Forbidding herself from truly thriving with her craft, she continues to sell works of stunning beauty to patrons for barely enough coin to continue her work. Often she goes without food, instead spending her funds on further materials.

And you too must realize, that surely this lifestyle is untenable? Surely she must eventually find a way to move forward, or worse, succumb to her own brutal self destruction?

But alas, it is not to be. She toils there to this day. Ever creating, never content.

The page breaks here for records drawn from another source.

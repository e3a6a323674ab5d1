//! User-adjustable assumption inputs.
//!
//! The front end owns the current values and hands them to the models by
//! value on every change. Range clamping happens here, at the control
//! boundary; the models themselves accept any non-negative numbers.

use crate::config::FeeSchedule;
use crate::error::{CalcError, CalcResult};
use crate::types::Dollars;
use serde::{Deserialize, Serialize};

/// The five dials the calculator exposes.
#[derive(Debug, Clone, Copy, PartialEq, Serialize, Deserialize)]
pub struct AssumptionInputs {
    /// Monthly data API calls per active customer.
    pub api_calls_per_customer: f64,
    /// Average concurrent open-banking apps per customer.
    pub apps_per_customer: f64,
    /// Share of bank customers using open banking, percent.
    pub pct_customers_using_api: f64,
    /// Share of API users exceeding the monthly cap, percent.
    pub pct_reaching_cap: f64,
    /// Monthly payment initiations per active customer.
    pub payment_initiations_per_customer: f64,
}

impl Default for AssumptionInputs {
    fn default() -> Self {
        Self {
            api_calls_per_customer: 150.0,
            apps_per_customer: 2.0,
            pct_customers_using_api: 10.0,
            pct_reaching_cap: 30.0,
            payment_initiations_per_customer: 20.0,
        }
    }
}

impl AssumptionInputs {
    /// By-name setter for front ends that patch one dial at a time.
    pub fn set(&mut self, name: &str, value: f64) -> CalcResult<()> {
        match name {
            "api_calls_per_customer" => self.api_calls_per_customer = value,
            "apps_per_customer" => self.apps_per_customer = value,
            "pct_customers_using_api" => self.pct_customers_using_api = value,
            "pct_reaching_cap" => self.pct_reaching_cap = value,
            "payment_initiations_per_customer" => {
                self.payment_initiations_per_customer = value
            }
            _ => {
                return Err(CalcError::UnknownParameter {
                    name: name.to_string(),
                })
            }
        }
        Ok(())
    }

    /// Pull every field into its control range. Logs a warning for each
    /// value that had to move.
    pub fn clamped(&self, ranges: &AssumptionRanges) -> Self {
        Self {
            api_calls_per_customer: ranges
                .api_calls
                .clamp("api_calls_per_customer", self.api_calls_per_customer),
            apps_per_customer: ranges
                .apps
                .clamp("apps_per_customer", self.apps_per_customer),
            pct_customers_using_api: ranges
                .adoption_pct
                .clamp("pct_customers_using_api", self.pct_customers_using_api),
            pct_reaching_cap: ranges
                .cap_pct
                .clamp("pct_reaching_cap", self.pct_reaching_cap),
            payment_initiations_per_customer: ranges.initiations.clamp(
                "payment_initiations_per_customer",
                self.payment_initiations_per_customer,
            ),
        }
    }

    /// Monthly data-access cost for one customer on one app at the current
    /// call volume — the preview figure shown next to the calls control.
    pub fn data_cost_per_customer(&self, fees: &FeeSchedule) -> DataCostPreview {
        let monthly_cost = self.api_calls_per_customer * fees.data_call_fee;
        DataCostPreview {
            monthly_cost,
            capped: monthly_cost > fees.monthly_cap,
        }
    }
}

/// Uncapped linear cost plus whether the cap would kick in.
#[derive(Debug, Clone, Copy, PartialEq, Serialize, Deserialize)]
pub struct DataCostPreview {
    pub monthly_cost: Dollars,
    pub capped: bool,
}

/// Bounds and step size for one input control.
#[derive(Debug, Clone, Copy, PartialEq, Serialize, Deserialize)]
pub struct ParamRange {
    pub min: f64,
    pub max: f64,
    pub step: f64,
}

impl ParamRange {
    fn clamp(&self, label: &str, value: f64) -> f64 {
        if value < self.min || value > self.max {
            let clamped = value.clamp(self.min, self.max);
            log::warn!(
                "assumptions: {label}={value} outside [{}, {}], clamped to {clamped}",
                self.min,
                self.max
            );
            clamped
        } else {
            value
        }
    }
}

/// Control ranges for all five dials.
#[derive(Debug, Clone, Copy, PartialEq, Serialize, Deserialize)]
pub struct AssumptionRanges {
    pub api_calls: ParamRange,
    pub apps: ParamRange,
    pub adoption_pct: ParamRange,
    pub cap_pct: ParamRange,
    pub initiations: ParamRange,
}

impl Default for AssumptionRanges {
    fn default() -> Self {
        Self {
            api_calls: ParamRange {
                min: 10.0,
                max: 500.0,
                step: 10.0,
            },
            apps: ParamRange {
                min: 1.0,
                max: 10.0,
                step: 0.01,
            },
            adoption_pct: ParamRange {
                min: 1.0,
                max: 100.0,
                step: 1.0,
            },
            cap_pct: ParamRange {
                min: 0.0,
                max: 100.0,
                step: 1.0,
            },
            initiations: ParamRange {
                min: 0.0,
                max: 100.0,
                step: 1.0,
            },
        }
    }
}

But do not weep for her, for in the end she is of little importance. The entirety of her existence shall eventually become as dust, like the masterpiece from her dreams. More valuable than anything she will ever design in waking is the intangible she creates. The thin threads weaved between bodies when meeting and parting once more. The same threads that linger in the actions born of thought carried out by all beings. These threads entwine, becoming as pathways between the histories of all things. Growing into towers, doorways.

Walls.

Once, a scholar of little renown would pass through her doors, having visited from a nearby excursion organized by his collegiate. He would purchase a pair of rubedo earrings for a woman he was courting at the time. The craftswoman would forget his visit as soon as he left the shop, and the scholar too would think only of the interaction tangentially a scant few times throughout his life when reminiscing of the visit to Uxmal.

But in this brief moment the two became entangled, like gold weave upon metal loom.

In another time and place, the scholar would dream vividly of the craftswoman. He would see her hunched over worktable, teeth grit and tear stained cheeks flushed crimson as she labored over yet another unmatched work of art. He would see her raise the final product in trembling hand, and watch her face contort, painted in a myriad of unreadable emotions.

For minutes, she remained completely still.

And then, she set the piece upon nearby table and began the process once more.

When the scholar woke from this mundane dream, he would experience the briefest moments of unfathomable sorrow. But in that transition from sleep to waking, this emotion would fade, and so too would the dream itself be immediately forgotten.

Almost as if it had never occurred at all.